The Nevado del Quindío is an inactive volcano located in the Central Cordillera of the Andes in central Colombia. The summit marks the tripoint of the departments of Risaralda, Quindío and Tolima, and is also the highest point of the departments of Risaralda and Quindío. The mountain is one of the highest peaks in the Los Nevados National Natural Park, which is a wildlife sanctuary. There are no historical records of any eruption. The andesitic volcano is located on top of the Palestina Fault.

The snow fields and glaciers in the mountain are decreasing in a progressive way, about ten percent annually since the first scientific measures in the late 1980s, presumably because of global warming.
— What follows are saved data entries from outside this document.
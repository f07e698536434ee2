//! Tenant scope tracking.
//!
//! This module provides the `ScopeResolver`, which holds the active
//! company and site identifiers and notifies observers when they change.
//!
//! Only identifiers in the remote store's object-id format (24 hex
//! characters) are ever sent to the remote store. Anything else, including
//! the bootstrap placeholder `"1"`, is a local-only value.

use std::fmt;

use serde::{Deserialize, Serialize};
use tokio::sync::watch;
use tracing::debug;

/// Placeholder site id used before a real site has been created remotely.
pub const PLACEHOLDER_ID: &str = "1";

/// Length of a remote object id (12 bytes, hex encoded).
const OBJECT_ID_LEN: usize = 24;

/// Check whether a string is a remote-store object id.
pub fn is_object_id(s: &str) -> bool {
    s.len() == OBJECT_ID_LEN && s.bytes().all(|b| b.is_ascii_hexdigit())
}

/// A company or site identifier, possibly a local-only placeholder.
#[derive(Debug, Clone, PartialEq, Eq, Hash, PartialOrd, Ord, Serialize, Deserialize)]
#[serde(transparent)]
pub struct ScopeId(String);

impl ScopeId {
    pub fn new(id: impl Into<String>) -> Self {
        Self(id.into())
    }

    pub fn as_str(&self) -> &str {
        &self.0
    }

    /// True if this id may be sent to the remote store as a scope qualifier.
    pub fn is_remote_valid(&self) -> bool {
        is_object_id(&self.0)
    }
}

impl fmt::Display for ScopeId {
    fn fmt(&self, f: &mut fmt::Formatter<'_>) -> fmt::Result {
        f.write_str(&self.0)
    }
}

impl From<&str> for ScopeId {
    fn from(s: &str) -> Self {
        Self::new(s)
    }
}

/// Which part of the tenant scope a collection belongs to.
#[derive(Debug, Clone, Copy, PartialEq, Eq, Hash, Serialize, Deserialize)]
#[serde(rename_all = "snake_case")]
pub enum ScopeKind {
    Global,
    Company,
    Site,
}

impl ScopeKind {
    /// Payload field that carries the scope qualifier, if any.
    pub fn payload_field(&self) -> Option<&'static str> {
        match self {
            ScopeKind::Global => None,
            ScopeKind::Company => Some("companyId"),
            ScopeKind::Site => Some("siteId"),
        }
    }
}

/// The active (company, site) pair.
#[derive(Debug, Clone, Default, PartialEq, Eq, Serialize, Deserialize)]
pub struct TenantScope {
    pub company_id: Option<ScopeId>,
    pub site_id: Option<ScopeId>,
}

impl TenantScope {
    /// The site id, only if it is a valid remote identifier.
    pub fn remote_site(&self) -> Option<&ScopeId> {
        self.site_id.as_ref().filter(|id| id.is_remote_valid())
    }

    /// The company id, only if it is a valid remote identifier.
    pub fn remote_company(&self) -> Option<&ScopeId> {
        self.company_id.as_ref().filter(|id| id.is_remote_valid())
    }

    /// Remote-valid qualifier for a collection of the given kind.
    ///
    /// Returns `Ok(None)` for global collections and `Err(kind)` when the
    /// required scope is missing or still a placeholder.
    pub fn qualifier(&self, kind: ScopeKind) -> Result<Option<&ScopeId>, ScopeKind> {
        match kind {
            ScopeKind::Global => Ok(None),
            ScopeKind::Company => self.remote_company().map(Some).ok_or(kind),
            ScopeKind::Site => self.remote_site().map(Some).ok_or(kind),
        }
    }
}

/// Monotonic counters bumped whenever the matching part of the scope changes.
///
/// Work issued under one generation is discarded if the counter has moved
/// on by the time the work completes.
#[derive(Debug, Clone, Copy, Default, PartialEq, Eq)]
pub struct ScopeGenerations {
    pub session: u64,
    pub company: u64,
    pub site: u64,
}

impl ScopeGenerations {
    pub fn for_kind(&self, kind: ScopeKind) -> u64 {
        match kind {
            ScopeKind::Global => self.session,
            ScopeKind::Company => self.company,
            ScopeKind::Site => self.site,
        }
    }
}

/// Scope plus the generations it was published under.
#[derive(Debug, Clone, Default, PartialEq, Eq)]
pub struct ScopeSnapshot {
    pub scope: TenantScope,
    pub generations: ScopeGenerations,
}

/// Holds the active tenant scope.
///
/// Mutations publish a new `ScopeSnapshot` to every subscriber. `current()`
/// always reads the latest value, so tasks that started before a switch can
/// check what is active now instead of what was captured when they began.
pub struct ScopeResolver {
    tx: watch::Sender<ScopeSnapshot>,
}

impl Default for ScopeResolver {
    fn default() -> Self {
        Self::new()
    }
}

impl ScopeResolver {
    pub fn new() -> Self {
        let (tx, _rx) = watch::channel(ScopeSnapshot::default());
        Self { tx }
    }

    /// Latest scope and generations.
    pub fn current(&self) -> ScopeSnapshot {
        self.tx.borrow().clone()
    }

    pub fn scope(&self) -> TenantScope {
        self.tx.borrow().scope.clone()
    }

    pub fn generations(&self) -> ScopeGenerations {
        self.tx.borrow().generations
    }

    /// Receiver that observes every scope mutation.
    pub fn subscribe(&self) -> watch::Receiver<ScopeSnapshot> {
        self.tx.subscribe()
    }

    /// Switch the active site. Returns the new snapshot if anything changed.
    pub fn set_site(&self, site: Option<ScopeId>) -> Option<ScopeSnapshot> {
        let mut changed = false;
        self.tx.send_if_modified(|snap| {
            if snap.scope.site_id == site {
                return false;
            }
            snap.scope.site_id = site.clone();
            snap.generations.site += 1;
            changed = true;
            true
        });
        if changed {
            debug!(site = ?site, "Active site changed");
            Some(self.current())
        } else {
            None
        }
    }

    /// Switch the active company. The site is always cleared because there is
    /// no guarantee the previous site belongs to the new company.
    pub fn set_company(&self, company: Option<ScopeId>) -> Option<ScopeSnapshot> {
        let mut changed = false;
        self.tx.send_if_modified(|snap| {
            if snap.scope.company_id == company {
                return false;
            }
            snap.scope.company_id = company.clone();
            snap.generations.company += 1;
            snap.scope.site_id = None;
            snap.generations.site += 1;
            changed = true;
            true
        });
        if changed {
            debug!(company = ?company, "Active company changed, site cleared");
            Some(self.current())
        } else {
            None
        }
    }

    /// Drop both scope ids and invalidate everything issued so far.
    pub fn end_session(&self) -> ScopeSnapshot {
        self.tx.send_modify(|snap| {
            snap.scope = TenantScope::default();
            snap.generations.session += 1;
            snap.generations.company += 1;
            snap.generations.site += 1;
        });
        self.current()
    }
}
//! Sprites domain: walk-cycle animation state.

mod animation;

pub use animation::WalkCycle;

use bevy::prelude::*;

use crate::sprites::animation::advance_walk_frames;

pub struct SpritesPlugin;

impl Plugin for SpritesPlugin {
    fn build(&self, app: &mut App) {
        app.add_systems(Update, advance_walk_frames);
    }
}
//! Movement domain: fixed-tick driver translating mover commands into
//! Avian body writes.
//!
//! Runs in `FixedUpdate`, which Avian schedules ahead of its physics step
//! in `FixedPostUpdate`. That ordering is what gives the mover its
//! contract: exactly one physics step resolves between the command issued
//! here and the `Position` read back on the next tick.

use avian2d::prelude::*;
use bevy::prelude::*;

use crate::movement::mover::{GridMover, InputSnapshot, StepCommand};
use crate::movement::MoveInput;
use crate::sprites::WalkCycle;

pub(crate) fn drive_grid_movers(
    time: Res<Time>,
    input: Res<MoveInput>,
    mut query: Query<(
        &mut GridMover,
        &mut Position,
        &mut LinearVelocity,
        &mut WalkCycle,
    )>,
) {
    let dt = time.delta_secs();
    if dt <= 0.0 {
        return;
    }

    let snapshot = InputSnapshot::new(input.axis.x, input.axis.y);

    for (mut mover, mut position, mut velocity, mut walk) in &mut query {
        match mover.tick(position.0, snapshot, dt, &mut *walk) {
            StepCommand::Hold => {
                velocity.0 = Vec2::ZERO;
            }
            StepCommand::Toward {
                target,
                max_distance,
            } => {
                // A bounded step is a velocity that covers at most
                // `max_distance` over this physics step; the solver stops
                // the body early if an obstacle is in the way.
                let delta = target - position.0;
                let distance = delta.length();
                if distance > f32::EPSILON {
                    let step = distance.min(max_distance);
                    velocity.0 = delta / distance * (step / dt);
                } else {
                    velocity.0 = Vec2::ZERO;
                }
            }
            StepCommand::Place(point) => {
                // Final grid snap: the one direct position write the
                // controller is allowed.
                position.0 = point;
                velocity.0 = Vec2::ZERO;
            }
        }
    }
}
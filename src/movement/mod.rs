//! Movement domain: grid-locked character movement.
//!
//! Raw directional input becomes discrete single-cell moves, animated over
//! fixed ticks against the Avian physics backend, with the final position
//! snapped to the grid unless the move was cut short by an obstacle.

mod bootstrap;
mod components;
#[cfg(feature = "dev-tools")]
mod dev;
pub mod mover;
mod resources;
mod systems;

pub use components::{GameLayer, Obstacle, Player};
pub use mover::{AnimationSink, GridMover, InputSnapshot, MoveDir, StepCommand};
pub use resources::MoveInput;

use avian2d::prelude::*;
use bevy::prelude::*;

use crate::movement::bootstrap::{setup_camera, spawn_player};
use crate::movement::systems::{drive_grid_movers, read_input};

pub struct MovementPlugin;

impl Plugin for MovementPlugin {
    fn build(&self, app: &mut App) {
        app.init_resource::<MoveInput>()
            // Top-down world: no ambient gravity, obstacles do all the blocking.
            .insert_resource(Gravity(Vec2::ZERO))
            .add_systems(Startup, (setup_camera, spawn_player))
            .add_systems(Update, read_input)
            .add_systems(FixedUpdate, drive_grid_movers);

        #[cfg(feature = "dev-tools")]
        app.add_systems(Startup, dev::spawn_test_room);
    }
}
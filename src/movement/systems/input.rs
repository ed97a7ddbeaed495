//! Movement domain: input sampling for grid locomotion.

use bevy::prelude::*;

use crate::movement::MoveInput;

pub(crate) fn read_input(keyboard: Res<ButtonInput<KeyCode>>, mut input: ResMut<MoveInput>) {
    // Horizontal axis
    let mut x = 0.0;
    if keyboard.pressed(KeyCode::KeyA) || keyboard.pressed(KeyCode::ArrowLeft) {
        x -= 1.0;
    }
    if keyboard.pressed(KeyCode::KeyD) || keyboard.pressed(KeyCode::ArrowRight) {
        x += 1.0;
    }

    // Vertical axis
    let mut y = 0.0;
    if keyboard.pressed(KeyCode::KeyS) || keyboard.pressed(KeyCode::ArrowDown) {
        y -= 1.0;
    }
    if keyboard.pressed(KeyCode::KeyW) || keyboard.pressed(KeyCode::ArrowUp) {
        y += 1.0;
    }

    input.axis = Vec2::new(x, y);
}
mod config;
mod movement;
mod sprites;
mod tiles;

use avian2d::prelude::*;
use bevy::prelude::*;

fn main() {
    App::new()
        .add_plugins(DefaultPlugins.set(WindowPlugin {
            primary_window: Some(Window {
                title: "Gridstep".to_string(),
                resolution: (1280, 720).into(),
                resizable: true,
                ..default()
            }),
            ..default()
        }))
        .add_plugins(PhysicsPlugins::default())
        .add_plugins((
            config::ConfigPlugin,
            movement::MovementPlugin,
            sprites::SpritesPlugin,
            tiles::TilesPlugin,
        ))
        .run();
}
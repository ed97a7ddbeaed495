//! Movement domain: input snapshot resource.

use bevy::prelude::*;

/// Latest raw axis readings, refreshed every frame in `Update` and consumed
/// by the fixed-tick decision. Only the sign of each axis matters.
#[derive(Resource, Debug, Default)]
pub struct MoveInput {
    pub axis: Vec2,
}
The mountain offers beautiful landscapes, attracting touristic visits all the year. The lower part is a cloud forest habitat, rich in endemic species.

Botanist and naturalist Alexander von Humboldt visited the area in 1801, describing new species such as the frailejón.

In popular culture 
The postal service of Colombia, AdPostal, released a postal stamp featuring the Nevado del Quindío and Von Humboldt, to celebrate the anniversary of his visit. It is a stratovolcano or composite volcano, evidenced by geological studies.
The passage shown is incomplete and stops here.